(Stored data entries)
--

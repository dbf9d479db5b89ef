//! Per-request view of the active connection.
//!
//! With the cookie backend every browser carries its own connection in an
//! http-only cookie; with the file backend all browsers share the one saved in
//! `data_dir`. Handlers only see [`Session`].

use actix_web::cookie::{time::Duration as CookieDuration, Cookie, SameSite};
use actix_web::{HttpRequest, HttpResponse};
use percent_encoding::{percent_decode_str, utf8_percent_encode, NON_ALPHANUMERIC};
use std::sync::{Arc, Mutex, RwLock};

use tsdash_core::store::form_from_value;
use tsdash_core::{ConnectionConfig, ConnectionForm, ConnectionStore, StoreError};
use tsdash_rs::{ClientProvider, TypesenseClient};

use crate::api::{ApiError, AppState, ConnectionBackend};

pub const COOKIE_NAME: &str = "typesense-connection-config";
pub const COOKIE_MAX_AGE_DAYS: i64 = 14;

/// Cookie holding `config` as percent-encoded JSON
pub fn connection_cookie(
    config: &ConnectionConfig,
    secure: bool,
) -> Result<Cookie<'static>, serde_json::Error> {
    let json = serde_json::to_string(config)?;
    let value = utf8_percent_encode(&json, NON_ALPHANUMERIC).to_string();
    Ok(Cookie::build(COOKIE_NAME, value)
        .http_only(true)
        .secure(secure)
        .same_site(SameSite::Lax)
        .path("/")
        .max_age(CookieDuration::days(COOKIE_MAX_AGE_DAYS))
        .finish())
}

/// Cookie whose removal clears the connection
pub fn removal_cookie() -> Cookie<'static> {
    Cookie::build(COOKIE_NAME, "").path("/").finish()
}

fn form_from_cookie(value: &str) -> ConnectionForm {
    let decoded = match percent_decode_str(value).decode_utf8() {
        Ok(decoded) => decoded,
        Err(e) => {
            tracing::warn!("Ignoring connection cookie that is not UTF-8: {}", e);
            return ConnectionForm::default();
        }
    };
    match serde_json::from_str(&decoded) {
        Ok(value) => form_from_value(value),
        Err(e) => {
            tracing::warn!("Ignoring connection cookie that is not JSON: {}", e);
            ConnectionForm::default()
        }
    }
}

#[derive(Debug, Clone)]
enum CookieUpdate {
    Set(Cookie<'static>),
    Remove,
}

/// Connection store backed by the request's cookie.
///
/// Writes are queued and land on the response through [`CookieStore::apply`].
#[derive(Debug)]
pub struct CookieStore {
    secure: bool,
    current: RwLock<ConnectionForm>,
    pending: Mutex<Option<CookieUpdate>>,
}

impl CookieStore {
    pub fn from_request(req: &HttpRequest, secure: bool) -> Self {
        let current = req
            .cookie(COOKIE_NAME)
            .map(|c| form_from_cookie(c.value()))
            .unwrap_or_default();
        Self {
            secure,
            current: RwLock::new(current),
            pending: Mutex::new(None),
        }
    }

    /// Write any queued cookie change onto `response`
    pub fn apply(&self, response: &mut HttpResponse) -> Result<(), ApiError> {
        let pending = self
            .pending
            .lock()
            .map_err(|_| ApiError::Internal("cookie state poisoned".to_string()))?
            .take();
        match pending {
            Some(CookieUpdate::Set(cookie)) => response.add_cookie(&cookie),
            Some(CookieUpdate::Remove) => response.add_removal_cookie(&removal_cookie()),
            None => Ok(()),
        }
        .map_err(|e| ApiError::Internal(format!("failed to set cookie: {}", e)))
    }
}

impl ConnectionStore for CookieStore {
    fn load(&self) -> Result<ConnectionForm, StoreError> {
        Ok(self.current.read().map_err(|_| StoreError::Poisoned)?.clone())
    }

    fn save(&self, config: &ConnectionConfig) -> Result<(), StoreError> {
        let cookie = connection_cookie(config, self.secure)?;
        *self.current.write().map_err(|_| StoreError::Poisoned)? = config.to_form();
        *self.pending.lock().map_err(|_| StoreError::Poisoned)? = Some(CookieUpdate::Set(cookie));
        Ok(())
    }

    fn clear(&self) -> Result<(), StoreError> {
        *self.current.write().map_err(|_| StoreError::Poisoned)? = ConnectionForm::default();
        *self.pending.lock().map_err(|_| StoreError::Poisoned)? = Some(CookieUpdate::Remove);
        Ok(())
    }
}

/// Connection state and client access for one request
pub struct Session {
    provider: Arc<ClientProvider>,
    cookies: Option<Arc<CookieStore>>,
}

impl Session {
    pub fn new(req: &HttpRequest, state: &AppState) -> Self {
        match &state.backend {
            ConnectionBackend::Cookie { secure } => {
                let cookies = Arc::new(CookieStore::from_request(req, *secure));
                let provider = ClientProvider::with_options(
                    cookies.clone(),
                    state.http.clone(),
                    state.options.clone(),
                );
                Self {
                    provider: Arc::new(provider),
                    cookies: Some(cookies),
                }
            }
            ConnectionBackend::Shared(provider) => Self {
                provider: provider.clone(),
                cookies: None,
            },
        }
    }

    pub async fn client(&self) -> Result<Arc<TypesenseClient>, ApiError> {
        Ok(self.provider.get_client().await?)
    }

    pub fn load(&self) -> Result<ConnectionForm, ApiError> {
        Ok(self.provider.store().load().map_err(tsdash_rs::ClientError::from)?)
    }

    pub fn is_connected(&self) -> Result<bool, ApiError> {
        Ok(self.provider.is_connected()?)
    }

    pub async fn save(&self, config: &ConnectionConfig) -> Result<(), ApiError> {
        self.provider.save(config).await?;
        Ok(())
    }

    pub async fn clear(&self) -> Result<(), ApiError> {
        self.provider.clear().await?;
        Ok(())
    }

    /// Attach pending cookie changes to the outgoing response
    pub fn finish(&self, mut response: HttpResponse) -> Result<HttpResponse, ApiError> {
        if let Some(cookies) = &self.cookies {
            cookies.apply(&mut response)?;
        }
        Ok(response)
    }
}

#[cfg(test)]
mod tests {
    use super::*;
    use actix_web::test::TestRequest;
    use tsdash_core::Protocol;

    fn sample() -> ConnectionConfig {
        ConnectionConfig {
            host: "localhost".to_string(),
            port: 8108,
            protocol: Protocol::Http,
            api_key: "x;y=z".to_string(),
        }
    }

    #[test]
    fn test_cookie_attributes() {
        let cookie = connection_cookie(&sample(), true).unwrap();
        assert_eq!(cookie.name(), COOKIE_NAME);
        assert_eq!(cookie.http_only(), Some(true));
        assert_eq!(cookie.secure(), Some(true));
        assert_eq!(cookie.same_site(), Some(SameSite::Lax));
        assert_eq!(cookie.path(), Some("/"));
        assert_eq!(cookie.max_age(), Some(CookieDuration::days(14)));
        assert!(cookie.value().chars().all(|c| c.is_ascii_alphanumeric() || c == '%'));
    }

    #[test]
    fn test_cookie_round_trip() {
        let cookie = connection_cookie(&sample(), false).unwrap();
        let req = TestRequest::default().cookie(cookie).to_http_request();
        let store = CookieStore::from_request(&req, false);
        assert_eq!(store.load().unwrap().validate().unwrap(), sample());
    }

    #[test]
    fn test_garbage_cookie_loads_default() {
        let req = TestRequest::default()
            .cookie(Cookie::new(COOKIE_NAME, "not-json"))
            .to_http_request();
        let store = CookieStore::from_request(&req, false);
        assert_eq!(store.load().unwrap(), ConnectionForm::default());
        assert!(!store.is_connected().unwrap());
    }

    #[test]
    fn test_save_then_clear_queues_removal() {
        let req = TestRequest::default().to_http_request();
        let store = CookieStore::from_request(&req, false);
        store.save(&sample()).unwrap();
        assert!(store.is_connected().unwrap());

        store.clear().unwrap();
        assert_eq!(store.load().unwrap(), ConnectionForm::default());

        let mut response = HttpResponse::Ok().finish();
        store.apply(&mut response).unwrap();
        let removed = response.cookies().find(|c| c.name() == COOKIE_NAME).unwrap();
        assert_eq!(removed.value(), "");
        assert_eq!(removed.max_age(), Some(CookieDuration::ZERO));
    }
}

--

YOUR ASSIGNMENT -
The answer must be the full data, repeated word for word.

EXERCISE RESULT -
repository dbf9d479db5b89ef
//! Per-request view of the active connection.
//!
//! With the cookie backend every browser carries its own connection in an
//! http-only cookie; with the file backend all browsers share the one saved in
//! `data_dir`. Handlers only see [`Session`].

use actix_web::cookie::{time::Duration as CookieDuration, Cookie, SameSite};
use actix_web::{HttpRequest, HttpResponse};
use percent_encoding::{percent_decode_str, utf8_percent_encode, NON_ALPHANUMERIC};
use std::sync::{Arc, Mutex, RwLock};

use tsdash_core::store::form_from_value;
use tsdash_core::{ConnectionConfig, ConnectionForm, ConnectionStore, StoreError};
use tsdash_rs::{ClientProvider, TypesenseClient};

use crate::api::{ApiError, AppState, ConnectionBackend};

pub const COOKIE_NAME: &str = "typesense-connection-config";
pub const COOKIE_MAX_AGE_DAYS: i64 = 14;

/// Cookie holding `config` as percent-encoded JSON
pub fn connection_cookie(
    config: &ConnectionConfig,
    secure: bool,
) -> Result<Cookie<'static>, serde_json::Error> {
    let json = serde_json::to_string(config)?;
    let value = utf8_percent_encode(&json, NON_ALPHANUMERIC).to_string();
    Ok(Cookie::build(COOKIE_NAME, value)
        .http_only(true)
        .secure(secure)
        .same_site(SameSite::Lax)
        .path("/")
        .max_age(CookieDuration::days(COOKIE_MAX_AGE_DAYS))
        .finish())
}

/// Cookie whose removal clears the connection
pub fn removal_cookie() -> Cookie<'static> {
    Cookie::build(COOKIE_NAME, "").path("/").finish()
}

fn form_from_cookie(value: &str) -> ConnectionForm {
    let decoded = match percent_decode_str(value).decode_utf8() {
        Ok(decoded) => decoded,
        Err(e) => {
            tracing::warn!("Ignoring connection cookie that is not UTF-8: {}", e);
            return ConnectionForm::default();
        }
    };
    match serde_json::from_str(&decoded) {
        Ok(value) => form_from_value(value),
        Err(e) => {
            tracing::warn!("Ignoring connection cookie that is not JSON: {}", e);
            ConnectionForm::default()
        }
    }
}

#[derive(Debug, Clone)]
enum CookieUpdate {
    Set(Cookie<'static>),
    Remove,
}

/// Connection store backed by the request's cookie.
///
/// Writes are queued and land on the response through [`CookieStore::apply`].
#[derive(Debug)]
pub struct CookieStore {
    secure: bool,
    current: RwLock<ConnectionForm>,
    pending: Mutex<Option<CookieUpdate>>,
}

impl CookieStore {
    pub fn from_request(req: &HttpRequest, secure: bool) -> Self {
        let current = req
            .cookie(COOKIE_NAME)
            .map(|c| form_from_cookie(c.value()))
            .unwrap_or_default();
        Self {
            secure,
            current: RwLock::new(current),
            pending: Mutex::new(None),
        }
    }

    /// Write any queued cookie change onto `response`
    pub fn apply(&self, response: &mut HttpResponse) -> Result<(), ApiError> {
        let pending = self
            .pending
            .lock()
            .map_err(|_| ApiError::Internal("cookie state poisoned".to_string()))?
            .take();
        match pending {
            Some(CookieUpdate::Set(cookie)) => response.add_cookie(&cookie),
            Some(CookieUpdate::Remove) => response.add_removal_cookie(&removal_cookie()),
            None => Ok(()),
        }
        .map_err(|e| ApiError::Internal(format!("failed to set cookie: {}", e)))
    }
}

impl ConnectionStore for CookieStore {
    fn load(&self) -> Result<ConnectionForm, StoreError> {
        Ok(self.current.read().map_err(|_| StoreError::Poisoned)?.clone())
    }

    fn save(&self, config: &ConnectionConfig) -> Result<(), StoreError> {
        let cookie = connection_cookie(config, self.secure)?;
        *self.current.write().map_err(|_| StoreError::Poisoned)? = config.to_form();
        *self.pending.lock().map_err(|_| StoreError::Poisoned)? = Some(CookieUpdate::Set(cookie));
        Ok(())
    }

    fn clear(&self) -> Result<(), StoreError> {
        *self.current.write().map_err(|_| StoreError::Poisoned)? = ConnectionForm::default();
        *self.pending.lock().map_err(|_| StoreError::Poisoned)? = Some(CookieUpdate::Remove);
        Ok(())
    }
}

/// Connection state and client access for one request
pub struct Session {
    provider: Arc<ClientProvider>,
    cookies: Option<Arc<CookieStore>>,
}

impl Session {
    pub fn new(req: &HttpRequest, state: &AppState) -> Self {
        match &state.backend {
            ConnectionBackend::Cookie { secure } => {
                let cookies = Arc::new(CookieStore::from_request(req, *secure));
                let provider = ClientProvider::with_options(
                    cookies.clone(),
                    state.http.clone(),
                    state.options.clone(),
                );
                Self {
                    provider: Arc::new(provider),
                    cookies: Some(cookies),
                }
            }
            ConnectionBackend::Shared(provider) => Self {
                provider: provider.clone(),
                cookies: None,
            },
        }
    }

    pub async fn client(&self) -> Result<Arc<TypesenseClient>, ApiError> {
        Ok(self.provider.get_client().await?)
    }

    pub fn load(&self) -> Result<ConnectionForm, ApiError> {
        Ok(self.provider.store().load().map_err(tsdash_rs::ClientError::from)?)
    }

    pub fn is_connected(&self) -> Result<bool, ApiError> {
        Ok(self.provider.is_connected()?)
    }

    pub async fn save(&self, config: &ConnectionConfig) -> Result<(), ApiError> {
        self.provider.save(config).await?;
        Ok(())
    }

    pub async fn clear(&self) -> Result<(), ApiError> {
        self.provider.clear().await?;
        Ok(())
    }

    /// Attach pending cookie changes to the outgoing response
    pub fn finish(&self, mut response: HttpResponse) -> Result<HttpResponse, ApiError> {
        if let Some(cookies) = &self.cookies {
            cookies.apply(&mut response)?;
        }
        Ok(response)
    }
}

#[cfg(test)]
mod tests {
    use super::*;
    use actix_web::test::TestRequest;
    use tsdash_core::Protocol;

    fn sample() -> ConnectionConfig {
        ConnectionConfig {
            host: "localhost".to_string(),
            port: 8108,
            protocol: Protocol::Http,
            api_key: "x;y=z".to_string(),
        }
    }

    #[test]
    fn test_cookie_attributes() {
        let cookie = connection_cookie(&sample(), true).unwrap();
        assert_eq!(cookie.name(), COOKIE_NAME);
        assert_eq!(cookie.http_only(), Some(true));
        assert_eq!(cookie.secure(), Some(true));
        assert_eq!(cookie.same_site(), Some(SameSite::Lax));
        assert_eq!(cookie.path(), Some("/"));
        assert_eq!(cookie.max_age(), Some(CookieDuration::days(14)));
        assert!(cookie.value().chars().all(|c| c.is_ascii_alphanumeric() || c == '%'));
    }

    #[test]
    fn test_cookie_round_trip() {
        let cookie = connection_cookie(&sample(), false).unwrap();
        let req = TestRequest::default().cookie(cookie).to_http_request();
        let store = CookieStore::from_request(&req, false);
        assert_eq!(store.load().unwrap().validate().unwrap(), sample());
    }

    #[test]
    fn test_garbage_cookie_loads_default() {
        let req = TestRequest::default()
            .cookie(Cookie::new(COOKIE_NAME, "not-json"))
            .to_http_request();
        let store = CookieStore::from_request(&req, false);
        assert_eq!(store.load().unwrap(), ConnectionForm::default());
        assert!(!store.is_connected().unwrap());
    }

    #[test]
    fn test_save_then_clear_queues_removal() {
        let req = TestRequest::default().to_http_request();
        let store = CookieStore::from_request(&req, false);
        store.save(&sample()).unwrap();
        assert!(store.is_connected().unwrap());

        store.clear().unwrap();
        assert_eq!(store.load().unwrap(), ConnectionForm::default());

        let mut response = HttpResponse::Ok().finish();
        store.apply(&mut response).unwrap();
        let removed = response.cookies().find(|c| c.name() == COOKIE_NAME).unwrap();
        assert_eq!(removed.value(), "");
        assert_eq!(removed.max_age(), Some(CookieDuration::ZERO));
    }
}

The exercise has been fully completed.